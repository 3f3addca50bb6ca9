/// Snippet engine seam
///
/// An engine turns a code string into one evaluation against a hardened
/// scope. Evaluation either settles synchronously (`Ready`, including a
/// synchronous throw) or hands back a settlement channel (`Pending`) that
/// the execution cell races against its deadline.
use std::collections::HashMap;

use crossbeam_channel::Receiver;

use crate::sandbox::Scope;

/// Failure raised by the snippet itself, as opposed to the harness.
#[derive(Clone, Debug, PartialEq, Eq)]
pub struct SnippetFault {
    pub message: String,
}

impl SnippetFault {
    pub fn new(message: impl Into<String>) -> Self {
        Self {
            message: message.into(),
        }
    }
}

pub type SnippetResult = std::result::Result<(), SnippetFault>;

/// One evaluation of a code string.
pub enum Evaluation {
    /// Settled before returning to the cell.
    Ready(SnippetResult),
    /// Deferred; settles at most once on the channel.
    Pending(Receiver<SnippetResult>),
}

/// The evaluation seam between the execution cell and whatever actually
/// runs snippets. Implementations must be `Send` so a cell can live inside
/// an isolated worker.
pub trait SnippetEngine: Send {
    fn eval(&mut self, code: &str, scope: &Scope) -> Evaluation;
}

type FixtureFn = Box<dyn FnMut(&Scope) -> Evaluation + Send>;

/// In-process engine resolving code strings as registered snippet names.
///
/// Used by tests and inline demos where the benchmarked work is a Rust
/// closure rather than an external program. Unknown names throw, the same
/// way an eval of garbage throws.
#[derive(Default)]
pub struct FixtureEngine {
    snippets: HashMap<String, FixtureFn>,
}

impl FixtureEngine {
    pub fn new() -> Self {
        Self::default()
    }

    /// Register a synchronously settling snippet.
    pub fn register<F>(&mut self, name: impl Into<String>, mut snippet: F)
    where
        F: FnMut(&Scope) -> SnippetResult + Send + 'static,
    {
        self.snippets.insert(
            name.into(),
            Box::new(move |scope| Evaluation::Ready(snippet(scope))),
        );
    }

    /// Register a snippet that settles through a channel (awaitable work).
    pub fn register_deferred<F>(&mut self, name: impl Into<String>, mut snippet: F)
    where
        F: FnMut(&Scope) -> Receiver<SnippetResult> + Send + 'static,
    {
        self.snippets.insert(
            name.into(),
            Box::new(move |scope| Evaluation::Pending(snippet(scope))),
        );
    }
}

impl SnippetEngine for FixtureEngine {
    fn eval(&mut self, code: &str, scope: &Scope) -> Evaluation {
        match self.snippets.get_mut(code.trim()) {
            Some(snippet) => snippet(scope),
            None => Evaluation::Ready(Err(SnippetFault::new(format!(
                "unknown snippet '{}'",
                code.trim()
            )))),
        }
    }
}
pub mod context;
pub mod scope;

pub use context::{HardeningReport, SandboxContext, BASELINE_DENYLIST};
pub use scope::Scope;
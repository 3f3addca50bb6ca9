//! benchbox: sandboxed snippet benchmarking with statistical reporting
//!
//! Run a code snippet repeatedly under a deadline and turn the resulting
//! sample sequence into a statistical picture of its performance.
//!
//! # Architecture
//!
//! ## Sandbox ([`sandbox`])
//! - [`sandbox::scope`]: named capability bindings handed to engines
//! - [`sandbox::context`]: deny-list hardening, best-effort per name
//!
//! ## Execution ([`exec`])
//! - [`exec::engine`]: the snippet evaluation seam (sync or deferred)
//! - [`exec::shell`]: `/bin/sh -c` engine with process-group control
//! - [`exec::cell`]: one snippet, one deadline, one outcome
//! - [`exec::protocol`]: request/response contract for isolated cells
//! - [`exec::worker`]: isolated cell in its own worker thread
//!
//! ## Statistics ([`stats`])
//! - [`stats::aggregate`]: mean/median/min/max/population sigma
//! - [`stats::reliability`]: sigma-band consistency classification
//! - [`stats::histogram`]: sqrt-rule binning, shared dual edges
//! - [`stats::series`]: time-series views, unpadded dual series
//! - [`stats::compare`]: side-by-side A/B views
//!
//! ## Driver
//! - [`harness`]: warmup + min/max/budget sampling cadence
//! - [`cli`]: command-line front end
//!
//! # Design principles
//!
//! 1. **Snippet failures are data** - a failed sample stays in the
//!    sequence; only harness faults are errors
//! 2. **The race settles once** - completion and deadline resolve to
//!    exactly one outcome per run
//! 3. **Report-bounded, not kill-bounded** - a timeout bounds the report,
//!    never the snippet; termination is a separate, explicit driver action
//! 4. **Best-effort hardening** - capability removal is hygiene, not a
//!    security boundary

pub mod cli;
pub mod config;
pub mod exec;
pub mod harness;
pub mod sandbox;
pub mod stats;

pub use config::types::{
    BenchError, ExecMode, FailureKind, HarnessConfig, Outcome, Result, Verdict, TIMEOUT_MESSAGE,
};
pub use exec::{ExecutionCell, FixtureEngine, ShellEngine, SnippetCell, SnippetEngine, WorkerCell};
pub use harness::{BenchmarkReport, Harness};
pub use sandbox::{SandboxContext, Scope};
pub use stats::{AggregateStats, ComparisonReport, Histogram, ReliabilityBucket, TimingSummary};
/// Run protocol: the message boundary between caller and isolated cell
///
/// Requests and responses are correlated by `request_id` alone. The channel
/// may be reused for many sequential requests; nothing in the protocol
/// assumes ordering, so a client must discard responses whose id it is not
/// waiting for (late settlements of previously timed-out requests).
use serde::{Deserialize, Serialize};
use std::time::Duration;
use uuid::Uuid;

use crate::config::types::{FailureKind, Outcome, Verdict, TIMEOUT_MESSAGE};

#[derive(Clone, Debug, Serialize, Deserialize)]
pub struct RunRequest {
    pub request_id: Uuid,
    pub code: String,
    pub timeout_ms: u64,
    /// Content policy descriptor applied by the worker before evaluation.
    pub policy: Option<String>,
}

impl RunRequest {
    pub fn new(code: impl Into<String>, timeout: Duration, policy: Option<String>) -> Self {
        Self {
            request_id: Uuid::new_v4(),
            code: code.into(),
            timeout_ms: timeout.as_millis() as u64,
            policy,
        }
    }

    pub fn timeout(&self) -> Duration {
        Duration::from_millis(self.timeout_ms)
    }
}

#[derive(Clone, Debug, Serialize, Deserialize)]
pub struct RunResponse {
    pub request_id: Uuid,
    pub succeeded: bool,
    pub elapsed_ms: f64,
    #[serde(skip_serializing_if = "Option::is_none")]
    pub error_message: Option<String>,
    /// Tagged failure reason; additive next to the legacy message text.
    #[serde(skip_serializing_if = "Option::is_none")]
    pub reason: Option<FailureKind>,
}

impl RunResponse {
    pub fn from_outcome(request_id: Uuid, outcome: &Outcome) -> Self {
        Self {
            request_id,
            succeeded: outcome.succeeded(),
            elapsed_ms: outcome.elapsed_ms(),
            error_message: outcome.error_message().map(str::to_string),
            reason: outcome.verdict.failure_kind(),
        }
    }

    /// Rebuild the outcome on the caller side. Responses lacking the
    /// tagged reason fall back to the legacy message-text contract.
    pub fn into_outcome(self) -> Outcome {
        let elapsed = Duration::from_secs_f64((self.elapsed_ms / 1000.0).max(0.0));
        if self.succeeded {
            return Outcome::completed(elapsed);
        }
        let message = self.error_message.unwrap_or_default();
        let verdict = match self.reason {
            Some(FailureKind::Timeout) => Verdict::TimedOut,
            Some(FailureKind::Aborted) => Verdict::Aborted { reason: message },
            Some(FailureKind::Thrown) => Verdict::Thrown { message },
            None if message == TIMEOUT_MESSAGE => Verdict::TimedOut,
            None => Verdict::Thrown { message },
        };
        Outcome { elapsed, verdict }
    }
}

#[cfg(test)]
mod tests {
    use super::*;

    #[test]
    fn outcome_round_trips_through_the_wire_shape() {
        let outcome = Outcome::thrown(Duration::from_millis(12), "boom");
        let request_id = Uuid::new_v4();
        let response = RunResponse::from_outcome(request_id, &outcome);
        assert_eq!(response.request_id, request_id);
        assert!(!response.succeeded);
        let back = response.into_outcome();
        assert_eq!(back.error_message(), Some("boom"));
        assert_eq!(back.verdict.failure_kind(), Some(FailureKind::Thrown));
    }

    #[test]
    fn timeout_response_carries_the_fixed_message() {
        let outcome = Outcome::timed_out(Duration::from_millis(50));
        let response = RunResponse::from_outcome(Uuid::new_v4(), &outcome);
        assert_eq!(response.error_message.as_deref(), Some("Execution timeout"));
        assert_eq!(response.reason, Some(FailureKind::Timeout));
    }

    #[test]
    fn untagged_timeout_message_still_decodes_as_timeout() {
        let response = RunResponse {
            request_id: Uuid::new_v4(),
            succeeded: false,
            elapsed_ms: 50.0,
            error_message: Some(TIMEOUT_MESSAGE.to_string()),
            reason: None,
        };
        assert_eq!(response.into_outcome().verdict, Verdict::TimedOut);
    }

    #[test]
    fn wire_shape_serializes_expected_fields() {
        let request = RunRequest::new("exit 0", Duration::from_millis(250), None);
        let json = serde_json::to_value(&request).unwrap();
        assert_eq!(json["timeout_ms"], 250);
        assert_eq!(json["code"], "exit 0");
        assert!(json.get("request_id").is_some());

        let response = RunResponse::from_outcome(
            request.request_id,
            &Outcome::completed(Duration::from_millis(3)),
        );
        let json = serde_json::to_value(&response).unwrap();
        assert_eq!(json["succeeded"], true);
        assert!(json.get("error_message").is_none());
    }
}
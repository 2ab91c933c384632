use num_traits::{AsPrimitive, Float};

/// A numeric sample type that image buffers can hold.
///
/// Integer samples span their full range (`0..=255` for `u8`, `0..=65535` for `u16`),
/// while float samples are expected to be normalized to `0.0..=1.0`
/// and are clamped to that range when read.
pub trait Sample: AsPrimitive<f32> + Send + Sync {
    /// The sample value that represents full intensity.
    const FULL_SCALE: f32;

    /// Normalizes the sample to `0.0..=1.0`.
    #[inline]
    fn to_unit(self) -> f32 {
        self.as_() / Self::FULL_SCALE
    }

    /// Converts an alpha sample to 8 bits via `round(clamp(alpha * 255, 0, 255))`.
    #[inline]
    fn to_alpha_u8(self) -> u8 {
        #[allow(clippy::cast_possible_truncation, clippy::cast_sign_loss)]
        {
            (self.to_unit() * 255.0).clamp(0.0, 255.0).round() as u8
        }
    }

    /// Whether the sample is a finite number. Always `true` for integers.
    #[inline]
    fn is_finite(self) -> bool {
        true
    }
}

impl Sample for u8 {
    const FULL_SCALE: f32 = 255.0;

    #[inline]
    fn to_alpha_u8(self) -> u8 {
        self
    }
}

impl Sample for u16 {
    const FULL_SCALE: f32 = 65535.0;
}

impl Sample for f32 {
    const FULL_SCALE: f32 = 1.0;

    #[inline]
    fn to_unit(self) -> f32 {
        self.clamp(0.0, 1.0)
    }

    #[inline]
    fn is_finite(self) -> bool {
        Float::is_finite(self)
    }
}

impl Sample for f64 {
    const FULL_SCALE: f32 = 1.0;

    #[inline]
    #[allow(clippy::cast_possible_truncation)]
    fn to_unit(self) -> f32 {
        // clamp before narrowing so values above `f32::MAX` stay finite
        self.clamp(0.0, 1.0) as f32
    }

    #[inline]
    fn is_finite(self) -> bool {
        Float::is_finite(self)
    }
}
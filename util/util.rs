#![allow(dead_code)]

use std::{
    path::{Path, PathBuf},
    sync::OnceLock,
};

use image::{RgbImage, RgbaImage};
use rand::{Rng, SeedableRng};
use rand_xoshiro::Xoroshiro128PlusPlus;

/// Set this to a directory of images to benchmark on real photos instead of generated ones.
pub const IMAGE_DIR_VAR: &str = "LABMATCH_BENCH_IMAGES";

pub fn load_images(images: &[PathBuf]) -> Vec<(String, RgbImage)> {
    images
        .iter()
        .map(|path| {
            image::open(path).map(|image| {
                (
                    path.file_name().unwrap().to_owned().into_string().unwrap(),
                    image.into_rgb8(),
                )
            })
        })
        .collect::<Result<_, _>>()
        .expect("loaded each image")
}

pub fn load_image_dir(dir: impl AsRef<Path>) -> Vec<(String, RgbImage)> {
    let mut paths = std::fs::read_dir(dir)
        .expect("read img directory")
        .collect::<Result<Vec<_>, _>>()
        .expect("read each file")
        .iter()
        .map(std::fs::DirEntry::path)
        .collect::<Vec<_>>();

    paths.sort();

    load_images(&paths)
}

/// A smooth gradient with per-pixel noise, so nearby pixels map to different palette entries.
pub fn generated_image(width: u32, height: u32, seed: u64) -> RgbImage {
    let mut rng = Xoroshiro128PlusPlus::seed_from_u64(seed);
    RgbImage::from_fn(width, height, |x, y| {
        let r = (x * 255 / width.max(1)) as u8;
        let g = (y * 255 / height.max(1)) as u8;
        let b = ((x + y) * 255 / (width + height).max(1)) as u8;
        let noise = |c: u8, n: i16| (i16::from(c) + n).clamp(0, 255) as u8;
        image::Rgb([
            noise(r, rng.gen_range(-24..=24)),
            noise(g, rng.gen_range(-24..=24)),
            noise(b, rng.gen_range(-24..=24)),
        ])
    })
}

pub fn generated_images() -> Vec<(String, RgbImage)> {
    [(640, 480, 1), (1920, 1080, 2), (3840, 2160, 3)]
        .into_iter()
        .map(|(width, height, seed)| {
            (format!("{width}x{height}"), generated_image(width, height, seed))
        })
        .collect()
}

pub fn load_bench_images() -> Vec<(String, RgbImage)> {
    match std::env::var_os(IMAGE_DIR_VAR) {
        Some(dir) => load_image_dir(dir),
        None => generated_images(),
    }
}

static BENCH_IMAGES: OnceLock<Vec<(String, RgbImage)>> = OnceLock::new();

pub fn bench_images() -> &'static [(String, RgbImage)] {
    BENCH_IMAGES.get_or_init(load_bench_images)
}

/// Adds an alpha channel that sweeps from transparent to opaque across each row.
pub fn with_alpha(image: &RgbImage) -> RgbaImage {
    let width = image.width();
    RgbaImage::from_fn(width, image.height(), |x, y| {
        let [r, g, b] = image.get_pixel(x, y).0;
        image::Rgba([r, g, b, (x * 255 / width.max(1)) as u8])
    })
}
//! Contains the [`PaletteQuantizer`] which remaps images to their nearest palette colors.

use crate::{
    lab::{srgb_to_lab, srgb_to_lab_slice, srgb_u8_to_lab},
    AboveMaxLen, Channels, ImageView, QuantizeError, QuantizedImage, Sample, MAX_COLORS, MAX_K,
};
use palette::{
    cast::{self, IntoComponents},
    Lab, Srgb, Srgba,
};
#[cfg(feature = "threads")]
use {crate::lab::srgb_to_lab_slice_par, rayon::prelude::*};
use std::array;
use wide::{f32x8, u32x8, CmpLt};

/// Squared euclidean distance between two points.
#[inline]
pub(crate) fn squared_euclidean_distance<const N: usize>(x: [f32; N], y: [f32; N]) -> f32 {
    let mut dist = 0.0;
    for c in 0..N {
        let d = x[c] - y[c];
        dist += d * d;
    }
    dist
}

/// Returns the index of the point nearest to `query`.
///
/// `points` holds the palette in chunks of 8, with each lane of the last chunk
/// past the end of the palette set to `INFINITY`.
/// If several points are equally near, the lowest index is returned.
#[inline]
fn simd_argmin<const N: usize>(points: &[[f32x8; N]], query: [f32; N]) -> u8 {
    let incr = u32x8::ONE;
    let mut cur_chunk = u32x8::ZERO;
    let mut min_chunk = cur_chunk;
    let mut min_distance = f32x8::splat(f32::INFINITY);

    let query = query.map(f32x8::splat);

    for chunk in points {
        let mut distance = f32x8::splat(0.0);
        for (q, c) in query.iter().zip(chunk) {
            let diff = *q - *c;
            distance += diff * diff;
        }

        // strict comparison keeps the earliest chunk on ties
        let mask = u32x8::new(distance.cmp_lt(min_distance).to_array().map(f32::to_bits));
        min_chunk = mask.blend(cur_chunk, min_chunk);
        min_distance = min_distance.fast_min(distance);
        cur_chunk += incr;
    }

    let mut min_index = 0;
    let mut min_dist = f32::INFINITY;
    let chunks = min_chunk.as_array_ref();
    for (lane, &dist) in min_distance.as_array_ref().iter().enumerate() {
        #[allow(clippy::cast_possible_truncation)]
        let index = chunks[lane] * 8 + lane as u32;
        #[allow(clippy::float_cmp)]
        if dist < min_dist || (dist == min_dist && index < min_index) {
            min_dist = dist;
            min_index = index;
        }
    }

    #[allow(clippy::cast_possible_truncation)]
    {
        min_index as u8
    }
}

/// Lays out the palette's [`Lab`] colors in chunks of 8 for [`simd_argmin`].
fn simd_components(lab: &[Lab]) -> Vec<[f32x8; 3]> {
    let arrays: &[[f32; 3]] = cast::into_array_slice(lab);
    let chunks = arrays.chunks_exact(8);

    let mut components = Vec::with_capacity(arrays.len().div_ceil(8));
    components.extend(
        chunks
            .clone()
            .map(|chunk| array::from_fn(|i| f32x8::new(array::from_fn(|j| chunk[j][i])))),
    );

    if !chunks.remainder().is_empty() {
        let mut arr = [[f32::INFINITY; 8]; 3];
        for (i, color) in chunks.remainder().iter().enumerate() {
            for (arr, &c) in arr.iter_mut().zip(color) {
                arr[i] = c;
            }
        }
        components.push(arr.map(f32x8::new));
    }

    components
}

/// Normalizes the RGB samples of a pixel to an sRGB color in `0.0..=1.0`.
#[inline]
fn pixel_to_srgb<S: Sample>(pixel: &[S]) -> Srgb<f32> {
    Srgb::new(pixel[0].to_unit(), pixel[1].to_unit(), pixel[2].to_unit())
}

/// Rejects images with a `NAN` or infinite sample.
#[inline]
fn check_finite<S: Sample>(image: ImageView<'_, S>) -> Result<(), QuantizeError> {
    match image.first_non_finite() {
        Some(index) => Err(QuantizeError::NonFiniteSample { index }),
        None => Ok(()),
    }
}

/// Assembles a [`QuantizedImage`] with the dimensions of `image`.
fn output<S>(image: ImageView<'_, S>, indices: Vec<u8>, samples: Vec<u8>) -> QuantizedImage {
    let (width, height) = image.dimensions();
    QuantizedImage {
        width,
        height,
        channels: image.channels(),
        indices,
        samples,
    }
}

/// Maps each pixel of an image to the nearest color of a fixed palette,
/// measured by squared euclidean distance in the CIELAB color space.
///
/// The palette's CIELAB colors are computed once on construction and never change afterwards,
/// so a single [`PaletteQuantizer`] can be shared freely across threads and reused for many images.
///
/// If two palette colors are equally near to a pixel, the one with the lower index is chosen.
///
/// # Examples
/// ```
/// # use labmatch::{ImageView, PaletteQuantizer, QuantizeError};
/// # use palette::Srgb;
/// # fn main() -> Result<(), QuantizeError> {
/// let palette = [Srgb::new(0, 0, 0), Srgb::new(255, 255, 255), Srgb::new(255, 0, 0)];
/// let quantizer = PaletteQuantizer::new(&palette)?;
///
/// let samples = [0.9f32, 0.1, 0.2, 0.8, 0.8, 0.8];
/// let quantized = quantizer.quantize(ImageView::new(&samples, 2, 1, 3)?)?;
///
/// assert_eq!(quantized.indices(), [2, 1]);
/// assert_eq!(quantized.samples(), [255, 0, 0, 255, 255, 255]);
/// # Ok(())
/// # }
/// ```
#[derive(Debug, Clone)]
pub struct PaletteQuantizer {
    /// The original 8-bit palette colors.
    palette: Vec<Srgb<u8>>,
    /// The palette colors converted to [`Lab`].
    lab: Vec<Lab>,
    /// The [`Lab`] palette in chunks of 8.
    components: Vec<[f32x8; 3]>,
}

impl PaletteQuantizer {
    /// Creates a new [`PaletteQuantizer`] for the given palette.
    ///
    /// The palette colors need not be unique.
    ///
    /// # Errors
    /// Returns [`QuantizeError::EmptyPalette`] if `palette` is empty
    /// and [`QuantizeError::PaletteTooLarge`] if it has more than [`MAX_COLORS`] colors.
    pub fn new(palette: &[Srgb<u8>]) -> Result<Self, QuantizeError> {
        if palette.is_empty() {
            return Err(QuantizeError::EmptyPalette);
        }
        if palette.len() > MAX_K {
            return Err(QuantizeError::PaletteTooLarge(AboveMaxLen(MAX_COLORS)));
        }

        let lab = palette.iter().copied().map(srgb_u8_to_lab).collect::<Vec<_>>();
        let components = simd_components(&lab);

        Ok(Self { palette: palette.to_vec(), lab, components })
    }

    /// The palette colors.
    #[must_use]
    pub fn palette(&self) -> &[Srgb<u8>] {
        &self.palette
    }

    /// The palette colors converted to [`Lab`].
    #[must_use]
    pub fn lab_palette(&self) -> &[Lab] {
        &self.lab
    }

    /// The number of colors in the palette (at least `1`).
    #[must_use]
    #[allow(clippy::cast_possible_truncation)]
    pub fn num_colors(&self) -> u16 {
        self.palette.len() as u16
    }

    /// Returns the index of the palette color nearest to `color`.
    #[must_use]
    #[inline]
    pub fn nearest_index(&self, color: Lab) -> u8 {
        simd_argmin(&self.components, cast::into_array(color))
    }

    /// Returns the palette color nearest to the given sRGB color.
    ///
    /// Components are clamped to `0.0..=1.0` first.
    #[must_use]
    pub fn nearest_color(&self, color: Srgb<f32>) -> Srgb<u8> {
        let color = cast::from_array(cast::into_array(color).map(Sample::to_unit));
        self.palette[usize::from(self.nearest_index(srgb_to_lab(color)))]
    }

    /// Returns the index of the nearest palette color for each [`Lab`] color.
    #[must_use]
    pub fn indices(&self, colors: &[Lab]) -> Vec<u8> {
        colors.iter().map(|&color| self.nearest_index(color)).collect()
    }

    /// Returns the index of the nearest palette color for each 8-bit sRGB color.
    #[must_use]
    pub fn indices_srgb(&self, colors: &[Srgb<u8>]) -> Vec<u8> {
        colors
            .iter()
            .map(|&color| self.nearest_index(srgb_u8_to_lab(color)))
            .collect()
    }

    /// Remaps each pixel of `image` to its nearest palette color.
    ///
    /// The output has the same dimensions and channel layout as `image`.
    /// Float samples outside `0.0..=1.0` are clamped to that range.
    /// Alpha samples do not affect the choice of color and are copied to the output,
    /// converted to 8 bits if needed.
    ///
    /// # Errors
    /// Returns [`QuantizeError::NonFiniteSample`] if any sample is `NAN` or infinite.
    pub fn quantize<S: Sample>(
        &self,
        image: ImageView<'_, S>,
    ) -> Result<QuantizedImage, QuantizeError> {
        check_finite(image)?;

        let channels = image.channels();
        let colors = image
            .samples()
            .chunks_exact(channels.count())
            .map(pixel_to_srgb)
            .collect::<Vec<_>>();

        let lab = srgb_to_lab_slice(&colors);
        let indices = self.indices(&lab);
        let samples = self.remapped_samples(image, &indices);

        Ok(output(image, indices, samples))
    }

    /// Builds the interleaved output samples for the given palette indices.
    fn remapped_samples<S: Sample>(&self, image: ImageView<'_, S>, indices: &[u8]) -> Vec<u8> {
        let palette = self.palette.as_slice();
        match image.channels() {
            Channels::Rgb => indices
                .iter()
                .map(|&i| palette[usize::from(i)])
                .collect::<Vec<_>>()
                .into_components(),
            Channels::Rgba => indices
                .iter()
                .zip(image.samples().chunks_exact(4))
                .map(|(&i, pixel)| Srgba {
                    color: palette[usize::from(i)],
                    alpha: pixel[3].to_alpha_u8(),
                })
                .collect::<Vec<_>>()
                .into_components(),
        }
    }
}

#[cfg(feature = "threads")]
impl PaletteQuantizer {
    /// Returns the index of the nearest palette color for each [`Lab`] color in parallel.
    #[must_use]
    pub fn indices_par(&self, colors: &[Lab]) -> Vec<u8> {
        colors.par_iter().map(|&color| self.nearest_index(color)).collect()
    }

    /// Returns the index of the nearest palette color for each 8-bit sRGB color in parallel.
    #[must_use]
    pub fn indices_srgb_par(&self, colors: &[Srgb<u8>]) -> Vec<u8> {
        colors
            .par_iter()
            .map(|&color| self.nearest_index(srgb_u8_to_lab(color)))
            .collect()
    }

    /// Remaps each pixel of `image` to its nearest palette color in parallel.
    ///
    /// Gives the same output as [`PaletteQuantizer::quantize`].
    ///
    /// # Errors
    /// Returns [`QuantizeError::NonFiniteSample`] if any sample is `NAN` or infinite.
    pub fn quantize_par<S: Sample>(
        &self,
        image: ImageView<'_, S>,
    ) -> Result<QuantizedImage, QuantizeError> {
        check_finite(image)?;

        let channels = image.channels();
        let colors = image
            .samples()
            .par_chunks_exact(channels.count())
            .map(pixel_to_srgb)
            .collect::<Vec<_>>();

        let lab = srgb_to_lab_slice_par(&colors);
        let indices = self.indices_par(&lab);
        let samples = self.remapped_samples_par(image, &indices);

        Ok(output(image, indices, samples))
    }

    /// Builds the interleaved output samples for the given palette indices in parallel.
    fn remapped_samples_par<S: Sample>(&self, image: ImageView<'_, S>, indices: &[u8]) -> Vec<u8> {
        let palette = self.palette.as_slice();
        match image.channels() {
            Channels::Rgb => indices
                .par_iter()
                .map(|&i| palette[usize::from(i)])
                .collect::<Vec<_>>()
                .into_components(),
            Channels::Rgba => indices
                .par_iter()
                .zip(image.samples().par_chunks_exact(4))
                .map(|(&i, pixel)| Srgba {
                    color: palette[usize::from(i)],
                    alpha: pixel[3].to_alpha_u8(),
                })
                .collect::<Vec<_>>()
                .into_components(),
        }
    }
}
################
**Your goal:** The exact lines of the material above starting at the one that contains "pub mod config;" and ending at the one that contains "pub fn from_outcome(request_id: Uuid, outcome: &Outcome)" are what to retype; leave out everything else.

**Output for this exercise:**
pub mod config;
pub mod exec;
pub mod harness;
pub mod sandbox;
pub mod stats;

pub use config::types::{
    BenchError, ExecMode, FailureKind, HarnessConfig, Outcome, Result, Verdict, TIMEOUT_MESSAGE,
};
pub use exec::{ExecutionCell, FixtureEngine, ShellEngine, SnippetCell, SnippetEngine, WorkerCell};
pub use harness::{BenchmarkReport, Harness};
pub use sandbox::{SandboxContext, Scope};
pub use stats::{AggregateStats, ComparisonReport, Histogram, ReliabilityBucket, TimingSummary};
/// Run protocol: the message boundary between caller and isolated cell
///
/// Requests and responses are correlated by `request_id` alone. The channel
/// may be reused for many sequential requests; nothing in the protocol
/// assumes ordering, so a client must discard responses whose id it is not
/// waiting for (late settlements of previously timed-out requests).
use serde::{Deserialize, Serialize};
use std::time::Duration;
use uuid::Uuid;

use crate::config::types::{FailureKind, Outcome, Verdict, TIMEOUT_MESSAGE};

#[derive(Clone, Debug, Serialize, Deserialize)]
pub struct RunRequest {
    pub request_id: Uuid,
    pub code: String,
    pub timeout_ms: u64,
    /// Content policy descriptor applied by the worker before evaluation.
    pub policy: Option<String>,
}

impl RunRequest {
    pub fn new(code: impl Into<String>, timeout: Duration, policy: Option<String>) -> Self {
        Self {
            request_id: Uuid::new_v4(),
            code: code.into(),
            timeout_ms: timeout.as_millis() as u64,
            policy,
        }
    }

    pub fn timeout(&self) -> Duration {
        Duration::from_millis(self.timeout_ms)
    }
}

#[derive(Clone, Debug, Serialize, Deserialize)]
pub struct RunResponse {
    pub request_id: Uuid,
    pub succeeded: bool,
    pub elapsed_ms: f64,
    #[serde(skip_serializing_if = "Option::is_none")]
    pub error_message: Option<String>,
    /// Tagged failure reason; additive next to the legacy message text.
    #[serde(skip_serializing_if = "Option::is_none")]
    pub reason: Option<FailureKind>,
}

impl RunResponse {
    pub fn from_outcome(request_id: Uuid, outcome: &Outcome) -> Self {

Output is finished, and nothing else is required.